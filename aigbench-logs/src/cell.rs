//! Result Cells
//!
//! A cell is one column value of a result row. Formatting is fixed per
//! variant so that a row renders identically in CSV, JSON and on the console.

use serde::{Serialize, Serializer};
use std::fmt;

/// A single extracted field
#[derive(Debug, Clone, PartialEq)]
pub enum Cell {
    /// Categorical value or sentinel (`"UNSAT"`, `"No TerSim"`, ...)
    Text(String),
    /// Integer counter
    Int(i64),
    /// Floating point counter or timing, shortest round-trip form (`12.0`, `0.25`)
    Float(f64),
    /// Elapsed seconds, always rendered with two decimals
    Seconds(f64),
    /// Placeholder for a field suppressed by a feature gate
    Empty,
}

impl Cell {
    /// Build a text cell
    pub fn text(value: impl Into<String>) -> Self {
        Cell::Text(value.into())
    }

    /// Whether this cell is an empty placeholder
    pub fn is_empty(&self) -> bool {
        matches!(self, Cell::Empty)
    }
}

impl fmt::Display for Cell {
    fn fmt(&self, f: &mut fmt::Formatter<'_>) -> fmt::Result {
        match self {
            Cell::Text(s) => f.write_str(s),
            Cell::Int(n) => write!(f, "{}", n),
            Cell::Float(x) => write_float(f, *x),
            Cell::Seconds(x) => write!(f, "{:.2}", x),
            Cell::Empty => Ok(()),
        }
    }
}

/// Shortest round-trip form with a signed, two-digit exponent (`1e-07`, `1.5e+16`)
fn write_float(f: &mut fmt::Formatter<'_>, x: f64) -> fmt::Result {
    if x.is_nan() {
        return f.write_str("nan");
    }
    let repr = format!("{:?}", x);
    match repr.split_once('e') {
        Some((mantissa, exp)) => {
            let (sign, digits) = match exp.strip_prefix('-') {
                Some(digits) => ('-', digits),
                None => ('+', exp),
            };
            write!(f, "{}e{}{:0>2}", mantissa, sign, digits)
        }
        None => f.write_str(&repr),
    }
}

impl From<&str> for Cell {
    fn from(value: &str) -> Self {
        Cell::Text(value.to_string())
    }
}

impl Serialize for Cell {
    fn serialize<S: Serializer>(&self, serializer: S) -> Result<S::Ok, S::Error> {
        serializer.collect_str(self)
    }
}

____

» What you should do
Only lines that contain "Some" are needed, so copy each of them from the data.

» Exercise answer
        Some((mantissa, exp)) => {
                Some(digits) => ('-', digits),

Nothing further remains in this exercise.